An upcoming four-part TV documentary series titled ‘Magnificent Madness’ covers the life of Tazio Nuvolari, one of Italy’s most famous racecar drivers, who rose to stardom in the 1930s. Ferdinand Porsche called him "the greatest driver of the past, the present and the future".

Sound Designer and Mixer Randy Bobo, founder of based video and audio post production facility Independent Studios in Wisconsin, USA, worked on audio post for the project, using a Blackmagic Design Fairlight Desktop Console. The studio has been designing sound and mixing documentaries with Fairlight for more than 25 years.

Missing Audio Track

“I started by cleaning up the dialogue and adding all the sounds needed to bring the story to life,” said Randy. “In this case, we had a lot of archival footage that was MOS – that is, it had no synchronous audio track. That meant I had to recreate sound for entire scenes that include, for example, 1930s vintage cars, WW I and WW II battle scenes, people working in factories and others.”

“I was able to import our existing sound effects library directly into DaVinci Resolve Studio and search for what I needed,” he said. “I used DaVinci Resolve Studio’s foley sampler to produce various foley effects by assigning sounds to a keyboard and creating the effects in real time. Elastic wave retiming also came in handy when timing certain sound effects to picture, as it allowed me to stretch a clip’s length in the timeline without changing pitch, which made retiming easier.

Blackmagic fairlight madness

FlexBus Architecture

“Fairlight’s strength has always been in its editing. Having dynamics and equalisation – letting me adjust the volume of different frequency bands within the signal – on every channel was an advantage, and the new bussing protocol was impressive.”

FlexBus architecture uses up to 26 channel-wide multi-purpose buses instead of fixed buses. That way, tracks can be sent to buses, buses to tracks, and buses to buses in as many cascade layers deep as necessary to create large-scale sessions.

Randy also used the Fairlight Desktop Console, where having 12 faders at the ready was great support, along with pan automation, determining how much of the signal was sent to the left and right buses. “It set out all the features I needed in a compact console,” he said.

Mac Mini with the M1 Chip

Currently, Randy is running his entire DaVinci Resolve Studio system on a Mac mini with the M1 chip. “I can’t believe how well it worked extremely well,” he said. “I didn't treat it with kid gloves either, but instead used lots of plugins to reduce noise and reverb on the dialogue tracks, since some were recorded in very reverberant spaces, not surprisingly.”

Blackmagic fairlight madness4

As an audio and video post production house, Independent Studios also uses DaVinci Resolve Studio for grading and is in the process of upgrading one of its audio suites with a three bay Fairlight Advanced Console for mixing larger projects with higher track counts.

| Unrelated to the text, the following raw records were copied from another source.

use chrono::NaiveDate;
use persondir_core::{
    DirectoryConfig, DirectoryError, DirectoryService, ErrorKind, FixedClock, InMemoryPersonStore,
    PersonPatch, PersonRecord,
};
use std::sync::Arc;
use std::thread;

fn date(y: i32, m: u32, d: u32) -> NaiveDate {
    NaiveDate::from_ymd_opt(y, m, d).unwrap()
}

fn service_on(today: NaiveDate) -> DirectoryService<InMemoryPersonStore, FixedClock> {
    DirectoryService::new(
        InMemoryPersonStore::new(),
        FixedClock(today),
        DirectoryConfig::with_min_allowed_age(18),
    )
}

fn seeded(records: Vec<PersonRecord>) -> DirectoryService<InMemoryPersonStore, FixedClock> {
    DirectoryService::new(
        InMemoryPersonStore::with_records(records),
        FixedClock(date(2024, 1, 1)),
        DirectoryConfig::with_min_allowed_age(18),
    )
}

fn user() -> PersonRecord {
    PersonRecord::new("user@email.com", "Name", "Surname", date(2000, 1, 1))
        .with_address("Address")
        .with_phone_number("123456789")
}

#[test]
fn register_adult_returns_record_and_stores_it() {
    let service = service_on(date(2024, 1, 1));
    let person = PersonRecord::new("a@b.com", "Ann", "Bell", date(2000, 1, 1));

    let saved = service.register(person.clone()).unwrap();

    assert_eq!(saved, person);
    assert_eq!(service.find_all(), vec![person.clone()]);
    let hits = service
        .get_users_by_birth_date_range(date(2000, 1, 1), date(2000, 1, 1))
        .unwrap();
    assert_eq!(hits, vec![person]);
}

#[test]
fn register_minor_fails_with_age_message_and_stores_nothing() {
    let service = service_on(date(2024, 1, 1));
    let person = PersonRecord::new("c@d.com", "Cy", "Dale", date(2016, 1, 1));

    let err = service.register(person).unwrap_err();

    assert_eq!(
        err,
        DirectoryError::AgeNotAllowed {
            age: 8,
            min_allowed_age: 18
        }
    );
    assert_eq!(err.to_string(), "Age: 8 is not allowed. You must be at least 18.");
    assert!(service.is_empty());
}

#[test]
fn register_on_eighteenth_birthday_is_allowed() {
    let service = service_on(date(2024, 1, 1));
    service
        .register(PersonRecord::new("a@b.com", "A", "B", date(2006, 1, 1)))
        .unwrap();

    let err = service
        .register(PersonRecord::new("c@d.com", "C", "D", date(2006, 1, 2)))
        .unwrap_err();
    assert!(matches!(err, DirectoryError::AgeNotAllowed { age: 17, .. }));
    assert_eq!(service.len(), 1);
}

#[test]
fn register_accepts_duplicate_email_by_default() {
    let service = service_on(date(2024, 1, 1));
    service.register(user()).unwrap();
    service.register(user()).unwrap();

    assert_eq!(service.len(), 2);
}

#[test]
fn register_rejects_duplicate_email_when_enabled() {
    let config = DirectoryConfig {
        reject_duplicate_email: true,
        ..DirectoryConfig::with_min_allowed_age(18)
    };
    let service = DirectoryService::new(
        InMemoryPersonStore::new(),
        FixedClock(date(2024, 1, 1)),
        config,
    );
    service.register(user()).unwrap();

    let err = service.register(user()).unwrap_err();
    assert_eq!(err.kind(), ErrorKind::DuplicateEmail);
    assert_eq!(service.len(), 1);
}

#[test]
fn find_all_preserves_insertion_order() {
    let service = service_on(date(2024, 1, 1));
    let first = PersonRecord::new("z@b.com", "Zed", "Last", date(1995, 6, 15));
    let second = PersonRecord::new("a@b.com", "Ann", "First", date(2000, 1, 1));
    service.register(first.clone()).unwrap();
    service.register(second.clone()).unwrap();

    assert_eq!(service.find_all(), vec![first, second]);
}

#[test]
fn update_with_full_record_returns_same_values() {
    let service = seeded(vec![user()]);

    let updated = service
        .update("user@email.com", &PersonPatch::from(user()))
        .unwrap();

    assert_eq!(updated, user());
    assert_eq!(service.find_all(), vec![user()]);
}

#[test]
fn update_missing_email_fails_and_leaves_store_unchanged() {
    let service = seeded(vec![user()]);
    let patch = PersonPatch {
        first_name: Some("Ghost".to_string()),
        ..PersonPatch::default()
    };

    let err = service.update("missing@email.com", &patch).unwrap_err();

    assert_eq!(err.to_string(), "There is no user with email: missing@email.com");
    assert_eq!(err.kind(), ErrorKind::NotFound);
    assert_eq!(service.find_all(), vec![user()]);
}

#[test]
fn update_not_found_is_reported_before_age_check() {
    let service = seeded(Vec::new());
    let patch = PersonPatch {
        birth_date: Some(date(2016, 1, 1)),
        ..PersonPatch::default()
    };

    let err = service.update("user@email.com", &patch).unwrap_err();
    assert!(matches!(err, DirectoryError::NotFound { .. }));
}

#[test]
fn update_subset_changes_only_present_fields() {
    let service = seeded(vec![user()]);
    let patch = PersonPatch {
        last_name: Some("Married".to_string()),
        address: Some(Some("New Street 1".to_string())),
        ..PersonPatch::default()
    };

    let updated = service.update("user@email.com", &patch).unwrap();

    assert_eq!(updated.last_name, "Married");
    assert_eq!(updated.address.as_deref(), Some("New Street 1"));
    assert_eq!(updated.first_name, "Name");
    assert_eq!(updated.birth_date, date(2000, 1, 1));
    assert_eq!(updated.phone_number.as_deref(), Some("123456789"));
    assert_eq!(service.find_all(), vec![updated]);
}

#[test]
fn update_applying_same_patch_twice_is_idempotent() {
    let service = seeded(vec![user()]);
    let patch = PersonPatch {
        first_name: Some("Again".to_string()),
        phone_number: Some(None),
        ..PersonPatch::default()
    };

    let once = service.update("user@email.com", &patch).unwrap();
    let twice = service.update("user@email.com", &patch).unwrap();

    assert_eq!(once, twice);
    assert_eq!(service.find_all(), vec![twice]);
}

#[test]
fn update_with_underage_birth_date_applies_nothing() {
    let service = seeded(vec![user()]);
    let patch = PersonPatch {
        first_name: Some("Kid".to_string()),
        birth_date: Some(date(2016, 1, 1)),
        ..PersonPatch::default()
    };

    let err = service.update("user@email.com", &patch).unwrap_err();

    assert_eq!(err.to_string(), "Age: 8 is not allowed. You must be at least 18.");
    assert_eq!(service.find_all(), vec![user()]);
}

#[test]
fn update_without_birth_date_skips_age_check() {
    // Stored before the threshold was raised; untouched birth dates are not
    // re-validated.
    let minor = PersonRecord::new("kid@email.com", "Kid", "Young", date(2016, 1, 1));
    let service = seeded(vec![minor]);
    let patch = PersonPatch {
        first_name: Some("Still".to_string()),
        ..PersonPatch::default()
    };

    let updated = service.update("kid@email.com", &patch).unwrap();
    assert_eq!(updated.first_name, "Still");
}

#[test]
fn update_may_rename_key_in_place() {
    let other = PersonRecord::new("other@email.com", "Other", "Person", date(1990, 1, 1));
    let service = seeded(vec![user(), other.clone()]);
    let patch = PersonPatch {
        email: Some("renamed@email.com".to_string()),
        ..PersonPatch::default()
    };

    let updated = service.update("user@email.com", &patch).unwrap();
    assert_eq!(updated.email, "renamed@email.com");

    let all = service.find_all();
    assert_eq!(all[0].email, "renamed@email.com");
    assert_eq!(all[1], other);

    let err = service.update("user@email.com", &patch).unwrap_err();
    assert!(matches!(err, DirectoryError::NotFound { .. }));
    service.update("renamed@email.com", &patch).unwrap();
}

#[test]
fn update_targets_first_of_duplicate_emails() {
    let second = user().with_address("Second");
    let service = seeded(vec![user(), second.clone()]);
    let patch = PersonPatch {
        first_name: Some("First".to_string()),
        ..PersonPatch::default()
    };

    service.update("user@email.com", &patch).unwrap();

    let all = service.find_all();
    assert_eq!(all[0].first_name, "First");
    assert_eq!(all[1], second);
}

#[test]
fn delete_removes_one_record_then_reports_not_found() {
    let other = PersonRecord::new("other@email.com", "Other", "Person", date(1990, 1, 1));
    let service = seeded(vec![user(), other.clone()]);

    service.delete_user("user@email.com").unwrap();
    assert_eq!(service.find_all(), vec![other]);

    let err = service.delete_user("user@email.com").unwrap_err();
    assert_eq!(err.to_string(), "There is no user with email: user@email.com");
    assert_eq!(service.len(), 1);
}

#[test]
fn delete_with_duplicates_removes_only_first() {
    let service = seeded(vec![user(), user()]);

    service.delete_user("user@email.com").unwrap();

    assert_eq!(service.len(), 1);
}

#[test]
fn range_query_returns_matches_in_insertion_order() {
    let first = user().with_address("first");
    let second = user().with_address("second");
    let older = user().with_address("older");
    let service = seeded(vec![
        PersonRecord {
            birth_date: date(2005, 5, 22),
            ..first
        },
        PersonRecord {
            birth_date: date(2005, 4, 22),
            ..second
        },
        PersonRecord {
            birth_date: date(2004, 5, 22),
            ..older
        },
    ]);

    let hits = service
        .get_users_by_birth_date_range(date(2005, 1, 1), date(2005, 12, 31))
        .unwrap();

    let addresses: Vec<&str> = hits.iter().filter_map(|p| p.address.as_deref()).collect();
    assert_eq!(addresses, vec!["first", "second"]);
}

#[test]
fn range_query_bounds_are_inclusive() {
    let low = PersonRecord::new("low@email.com", "Low", "Bound", date(2005, 1, 1));
    let high = PersonRecord::new("high@email.com", "High", "Bound", date(2005, 12, 31));
    let outside = PersonRecord::new("out@email.com", "Out", "Side", date(2006, 1, 1));
    let service = seeded(vec![low.clone(), high.clone(), outside]);

    let hits = service
        .get_users_by_birth_date_range(date(2005, 1, 1), date(2005, 12, 31))
        .unwrap();
    assert_eq!(hits, vec![low.clone(), high]);

    let single_day = service
        .get_users_by_birth_date_range(date(2005, 1, 1), date(2005, 1, 1))
        .unwrap();
    assert_eq!(single_day, vec![low]);
}

#[test]
fn range_query_rejects_reversed_bounds_regardless_of_contents() {
    for service in [seeded(Vec::new()), seeded(vec![user()])] {
        let err = service
            .get_users_by_birth_date_range(date(2005, 1, 1), date(2004, 12, 31))
            .unwrap_err();
        assert_eq!(err.to_string(), "[from] date must be before [to] date");
        assert_eq!(err.kind(), ErrorKind::InvalidRange);
    }
}

#[test]
fn concurrent_registrations_are_all_recorded() {
    let service = Arc::new(service_on(date(2024, 1, 1)));
    let handles: Vec<_> = (0..8)
        .map(|worker| {
            let service = Arc::clone(&service);
            thread::spawn(move || {
                for index in 0..25 {
                    let email = format!("w{worker}-{index}@email.com");
                    service
                        .register(PersonRecord::new(email, "N", "S", date(1990, 1, 1)))
                        .unwrap();
                }
            })
        })
        .collect();
    for handle in handles {
        handle.join().unwrap();
    }

    assert_eq!(service.len(), 200);
}

#[test]
fn concurrent_duplicate_registrations_keep_one_when_rejecting() {
    let config = DirectoryConfig {
        reject_duplicate_email: true,
        ..DirectoryConfig::default()
    };
    let service = Arc::new(DirectoryService::new(
        InMemoryPersonStore::new(),
        FixedClock(date(2024, 1, 1)),
        config,
    ));
    let handles: Vec<_> = (0..8)
        .map(|_| {
            let service = Arc::clone(&service);
            thread::spawn(move || service.register(user()).is_ok())
        })
        .collect();
    let successes = handles
        .into_iter()
        .map(|handle| handle.join().unwrap())
        .filter(|ok| *ok)
        .count();

    assert_eq!(successes, 1);
    assert_eq!(service.len(), 1);
}

#[test]
fn in_memory_service_keeps_config_and_starts_empty() {
    let config = DirectoryConfig {
        min_allowed_age: 21,
        reject_duplicate_email: true,
    };
    let service = DirectoryService::in_memory(config);

    assert_eq!(service.config(), config);
    assert!(service.is_empty());

    service
        .register(PersonRecord::new("a@b.com", "Ann", "Bell", date(1970, 1, 1)))
        .unwrap();
    assert_eq!(service.len(), 1);
}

Randy commented, “First, I love Formula One, European cars and history, so this project was a pleasure and a treat to work on. The producers also gave me incredible freedom, so I was able to flex my creative muscles and have fun. Second, when you have a fully fledged system like DaVinci Resolve Studio and the accompanying Fairlight hardware console supporting your workflow, the possibilities increase. Fairlight’s capabilities show that the application truly understands audio post.”